Hence the matrix$$\bm{A} – sI$$eigenvalues ​​of$$\lambda – s$$, the eigenvectors are still$$\bm{v}$$, proved.

Thus, we want to find the matrix$$\bm{A}$$in real numbers$$s$$Nearby eigenvalues, you can first compare the matrix$$(\bm{A}-sI)^{-1}$$Use power iteration to find$$(\bm{A}-sI)^{-1}$$The largest eigenvalue of$$b$$(because we know that the transferred eigenvalues ​​are$$(\lambda – s)^{-1}$$, to make$$\lambda$$as close as possible$$s$$, you have to take the largest eigenvalue), where the$$x^{(t)}$$yes$$(\bm{A}-sI)\bm{x}^{(t)}=\bm{u}^{(t-1)}$$Obtained by Gaussian elimination. Finally, we calculate$$\lambda = b^{-1} + s$$is the matrix$$A$$exist$$s$$nearby eigenvalues.

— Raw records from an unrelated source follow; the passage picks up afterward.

//! Request parameters and response bodies of the REST surface

use crate::rest_error::RESTError;
use andamio_common::{
    configuration::ApiConfig,
    model::{CursorState, IndexerMetrics},
    Hash, TxHash,
};
use andamio_module_tx_store::{Page, UtxoEntry};
use serde::{Deserialize, Serialize};

/// `?limit=&offset=` on list endpoints
#[derive(Debug, Default, Deserialize)]
pub struct PageQuery {
    pub limit: Option<u32>,
    pub offset: Option<u32>,
}

impl PageQuery {
    pub fn page(&self, config: &ApiConfig) -> Result<Page, RESTError> {
        let limit = self.limit.unwrap_or(config.default_limit);
        if limit == 0 || limit > config.max_limit {
            return Err(RESTError::invalid_param(
                "limit",
                format!("must be between 1 and {}", config.max_limit),
            ));
        }
        Ok(Page::new(limit, self.offset.unwrap_or(0)))
    }
}

/// `?from_slot=&to_slot=`, both inclusive
#[derive(Debug, Default, Deserialize)]
pub struct SlotRangeQuery {
    pub from_slot: Option<u64>,
    pub to_slot: Option<u64>,
}

impl SlotRangeQuery {
    pub fn bounds(&self) -> Result<(u64, u64), RESTError> {
        let from = self.from_slot.unwrap_or(0);
        let to = self.to_slot.unwrap_or(i64::MAX as u64);
        if from > to {
            return Err(RESTError::invalid_param("from_slot", "must not exceed to_slot"));
        }
        Ok((from, to))
    }
}

#[derive(Debug, Deserialize, Serialize)]
pub struct TrackedAddressRequest {
    pub address: String,
}

#[derive(Debug, Serialize)]
pub struct CborResponse {
    pub tx_hash: TxHash,
    pub cbor: String,
}

#[derive(Debug, Serialize)]
pub struct UtxoResponse {
    #[serde(flatten)]
    pub entry: UtxoEntry,
    /// Hex of the output's raw encoding, absent once pruned
    pub cbor: Option<String>,
}

#[derive(Debug, Serialize)]
pub struct MetricsResponse {
    #[serde(flatten)]
    pub metrics: IndexerMetrics,
    pub cursor: Option<CursorState>,
}

#[derive(Debug, Serialize)]
pub struct HealthResponse {
    pub status: &'static str,
    pub cursor: Option<CursorState>,
}

pub fn parse_hash<const BYTES: usize>(param_name: &str, value: &str) -> Result<Hash<BYTES>, RESTError> {
    value.parse().map_err(|e| RESTError::invalid_param(param_name, e))
}

#[cfg(test)]
mod tests {
    use super::*;

    fn config() -> ApiConfig {
        ApiConfig {
            address: "127.0.0.1:0".to_string(),
            default_limit: 20,
            max_limit: 100,
        }
    }

    #[test]
    fn page_defaults_and_bounds() {
        assert_eq!(PageQuery::default().page(&config()).unwrap(), Page::new(20, 0));
        let query = PageQuery {
            limit: Some(100),
            offset: Some(40),
        };
        assert_eq!(query.page(&config()).unwrap(), Page::new(100, 40));
        for limit in [0, 101] {
            let query = PageQuery {
                limit: Some(limit),
                offset: None,
            };
            assert!(matches!(query.page(&config()), Err(RESTError::BadRequest(_))));
        }
    }

    #[test]
    fn slot_range_rejects_inverted_bounds() {
        let range = SlotRangeQuery {
            from_slot: Some(10),
            to_slot: Some(5),
        };
        assert!(range.bounds().is_err());
        assert_eq!(SlotRangeQuery::default().bounds().unwrap().0, 0);
    }

    #[test]
    fn rejects_short_hashes() {
        assert!(parse_hash::<32>("tx_hash", "abcd").is_err());
        assert!(parse_hash::<28>("policy_id", &"ab".repeat(28)).is_ok());
    }
}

The implementation of the algorithm is as follows:

import numpy as np

def powerit(A, x, s, k):
As = A-s*np.eye(A.shape)
for j in range(k):
# To keep the data from getting out of control
# normalize x before each iteration
u = x/np.linalg.norm(x)

# Solve (A-sI)xj = uj-1
x = np.linalg.solve(As, u)
lam = u.dot(x)
lam = 1/lam + s

# The feature vector x obtained from the last iteration needs to be normalized to u
u = x / np.linalg.norm(x)
return u, lam

if __name__ == '__main__':
A = np.array(
[
[1, 3],
[2, 2]
]
)
x = np.array([-5, 5])
k = 10
# The translation value of the inverse power iteration, which can converge to different eigenvalues ​​through the translation value
s = 2
# Return the dominant eigenvalue and the corresponding eigenvalue
u, lam = powerit(A, x, s, k)
# u is [0.70710341 0.70711015], pointing in the direction of the feature vector [1, 1]
print(&quot;Predominant eigenvector:\n&quot;, u)
print(&quot;Predominant eigenvalue:\n&quot;, lam)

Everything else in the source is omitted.